But not to worry—we are structuralists and care about our orders here only up to isomorphism. Indeed, the two resulting orders are isomorphic as orders, and more generally, $(A\sqcup B)\sqcup C$ is isomorphic to $A\sqcup(B\sqcup C)$ for any orders $A$, $B$, and $C$, and similarly with $A+(B+C)\cong(A+B)+C$, as discussed with the theorem below. Furthermore, the order isomorphism relation is a congruence with respect to the arithmetic we have defined, which means that $A\sqcup B$ is isomorphic to $A’\sqcup B’$ whenever $A$ and $B$ are respectively isomorphic to $A’$ and $B’$, and similarly with $A+B$ and $A\otimes B$. Consequently, we can view these operations as associative, if we simply view them not as operations on the order structures themselves, but on their order-types, that is, on their isomorphism classes. This simple abstract switch in perspective restores the desired associativity. In light of this, we are free to omit the parentheses and write $A\sqcup B\sqcup C$ and $A+B+C$, if care about our orders only up to isomorphism. Let us therefore adopt this structuralist perspective for the rest of our treatment of the algebra of orders.

Let us give a more precise formal definition of $A\otimes B$, which requires no disjointification. Specifically, the domain is the set of pairs $\set{(a,b)\mid a\in A, b\in B}$, and the order is defined by $(a,b)\leq_{A\otimes B}(a’,b’)$ if and only if $b\leq_B b’$, or $b=b’$ and $a\leq_A a’$. This order is known as the reverse lexical order, since we are ordering the nodes in the dictionary manner, except starting from the right letter first rather than the left as in an ordinary dictionary. One could of course have defined the product using the lexical order instead of the reverse lexical order, and this would give $A\otimes B$ the meaning of “$A$ copies of $B$.” This would be a fine alternative and in my experience mathematicians who rediscover the ordered product on their own often tend to use the lexical order, which is natural in some respects. Nevertheless, there is a huge literature with more than a century of established usage with the reverse lexical order, from the time of Cantor, who defined ordinal multiplication $\alpha\beta$ as $\beta$ copies of $\alpha$. For this reason, it seems best to stick with the reverse lexical order and the accompanying idea that $A\otimes B$ means “$B$ copies of $A$.” Note also that with the reverse lexical order, we shall be able to prove left distributivity $A\otimes(B+C)=A\otimes B+A\otimes C$, whereas with the lexical order, one will instead have right distributivity $(B+C)\otimes^* A=B\otimes^* A+C\otimes^* A$.

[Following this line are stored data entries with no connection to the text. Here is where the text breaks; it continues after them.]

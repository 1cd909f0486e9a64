//! emberc-lower - lowers a concrete parse tree into the typed AST (§4.3).
//!
//! Lowering never linearises a new traversal discipline of its own; it
//! walks the parse tree the parser already built, checking each node's
//! `Construct` tag and arity against what the grammar production that
//! produced it promises, and raising `StructuralMismatch` the moment that
//! promise is broken (§7).

#![forbid(unsafe_code)]

pub mod ast;
mod error;
mod escape;
mod lower_def;
mod lower_expr;
mod lower_pattern;
mod lower_type;
pub mod symbol_table;

pub use ast::*;
pub use error::{LowerError, LowerResult};
pub use symbol_table::{DefId, DefinitionSlot, SymbolTable};

use emberc_lex::{Token, TokenKind};
use emberc_parse::ParseTree;
use emberc_util::{Handler, Span};

fn is_literal_kind(kind: TokenKind) -> bool {
    matches!(
        kind,
        TokenKind::Integer
            | TokenKind::Decimal
            | TokenKind::Character
            | TokenKind::String
            | TokenKind::Boolean
            | TokenKind::Poison
    )
}

/// Shared state for a single file's lowering pass: just the diagnostic
/// sink. Lowering needs no cursor — it recurses directly over the parse
/// tree the parser already built.
pub(crate) struct Lowerer<'a> {
    handler: &'a Handler,
}

impl<'a> Lowerer<'a> {
    fn mismatch(&self, expected: &str, found: &str, span: Span) -> LowerError {
        LowerError::StructuralMismatch {
            expected: expected.into(),
            found: found.into(),
            span,
        }
    }

    fn arity_mismatch(&self, construct: &str, expected: usize, found: usize, span: Span) -> LowerError {
        self.mismatch(
            &format!("{construct} with {expected} children"),
            &format!("{found} children"),
            span,
        )
    }

    /// Decode a literal leaf's lexeme into the AST's `Literal` (§4.3
    /// "Expression lowering", completed for all five variants per the
    /// ambient-stack decision recorded in `DESIGN.md`).
    fn lower_literal_token(&self, token: &Token) -> LowerResult<Literal> {
        let text = token.lexeme.as_str();
        match token.kind {
            TokenKind::Integer => text
                .parse::<i64>()
                .map(Literal::Integer)
                .map_err(|_| self.mismatch("a valid integer literal", text, token.extents)),
            TokenKind::Decimal => text
                .parse::<f64>()
                .map(Literal::Decimal)
                .map_err(|_| self.mismatch("a valid decimal literal", text, token.extents)),
            TokenKind::Boolean => match text {
                "true" => Ok(Literal::Boolean(true)),
                "false" => Ok(Literal::Boolean(false)),
                _ => Err(self.mismatch("`true` or `false`", text, token.extents)),
            },
            TokenKind::Poison => Ok(Literal::Poison),
            TokenKind::Character => {
                let body = text
                    .strip_prefix('\'')
                    .and_then(|rest| rest.strip_suffix('\''))
                    .ok_or_else(|| self.mismatch("a quoted character literal", text, token.extents))?;
                let decoded = escape::decode_escapes(body, token.extents, self.handler);
                decoded
                    .chars()
                    .next()
                    .map(Literal::Character)
                    .ok_or_else(|| self.mismatch("a non-empty character literal", text, token.extents))
            }
            TokenKind::String => {
                let body = text
                    .strip_prefix('"')
                    .and_then(|rest| rest.strip_suffix('"'))
                    .ok_or_else(|| self.mismatch("a quoted string literal", text, token.extents))?;
                Ok(Literal::String(escape::decode_escapes(
                    body,
                    token.extents,
                    self.handler,
                )))
            }
            other => Err(self.mismatch("a literal token", &format!("{other:?}"), token.extents)),
        }
    }

    fn lower_record_key(&self, tree: &ParseTree) -> LowerResult<RecordKey> {
        match tree.as_leaf() {
            Some(token) if token.kind == TokenKind::Identifier => Ok(RecordKey::Access(token.lexeme)),
            Some(token) if is_literal_kind(token.kind) => {
                Ok(RecordKey::Literal(self.lower_literal_token(token)?))
            }
            _ => Err(self.mismatch("an identifier or literal key", "a branch", tree.extents())),
        }
    }
}

/// Lower a single file's parse tree (root construct `File`) into its
/// symbol table and flat sequence of definitions.
pub fn lower_file(file: &ParseTree, handler: &Handler) -> LowerResult<(SymbolTable, Vec<Definition>)> {
    let (construct, children) = file
        .as_branch()
        .ok_or_else(|| LowerError::StructuralMismatch {
            expected: "File".into(),
            found: "a leaf".into(),
            span: file.extents(),
        })?;
    if construct != emberc_parse::Construct::File {
        return Err(LowerError::StructuralMismatch {
            expected: "File".into(),
            found: format!("{construct:?}"),
            span: file.extents(),
        });
    }

    let lowerer = Lowerer { handler };
    let mut table = SymbolTable::new();
    let mut definitions = Vec::with_capacity(children.len());

    for child in children {
        let definition = lowerer.lower_definition(child)?;
        let name = match &definition {
            Definition::Value(def) => def.defined_identifier(),
            Definition::Procedure(def) => Some(def.identifier),
            Definition::Type(def) => Some(def.identifier),
        };
        table.insert(name, definition.clone());
        definitions.push(definition);
    }

    Ok((table, definitions))
}

/// Lower every file's tree and flatten the result (§4.3 contract, §5: the
/// aggregation across files is associative and commutative, so this is a
/// plain concatenation in input order rather than anything order-sensitive).
pub fn lower(files: &[ParseTree], handler: &Handler) -> LowerResult<Vec<Definition>> {
    let mut all = Vec::new();
    for file in files {
        let (_, definitions) = lower_file(file, handler)?;
        all.extend(definitions);
    }
    Ok(all)
}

Let us begin to prove some basic facts about the algebra of orders.

Theorem. The following identities hold for orders $A$, $B$, and $C$.

  1. Associativity of disjoint sum, ordered sum, and ordered product.\begin{eqnarray*}A\sqcup(B\sqcup C) &\iso& (A\sqcup B)\sqcup C\\ A+(B+C) &\iso& (A+B)+C\\ A\otimes(B\otimes C) &\iso& (A\otimes B)\otimes C \end{eqnarray*}
  2. Left distributivity of product over disjoint sum and ordered sum.\begin{eqnarray*} A\otimes(B\sqcup C) &\iso& (A\otimes B)\sqcup(A\otimes C)\\ A\otimes(B+C) &\iso& (A\otimes B)+(A\otimes C) \end{eqnarray*}

In each case, these identities are clear from the informal intended meaning of the orders. For example, $A+(B+C)$ is the order resulting from having a copy of $A$, and above it a copy of $B+C$, which is a copy of $B$ and a copy of $C$ above it. So one has altogether a copy of $A$, with a copy of $B$ above that and a copy of $C$ on top. And this is the same as $(A+B)+C$, so they are isomorphic.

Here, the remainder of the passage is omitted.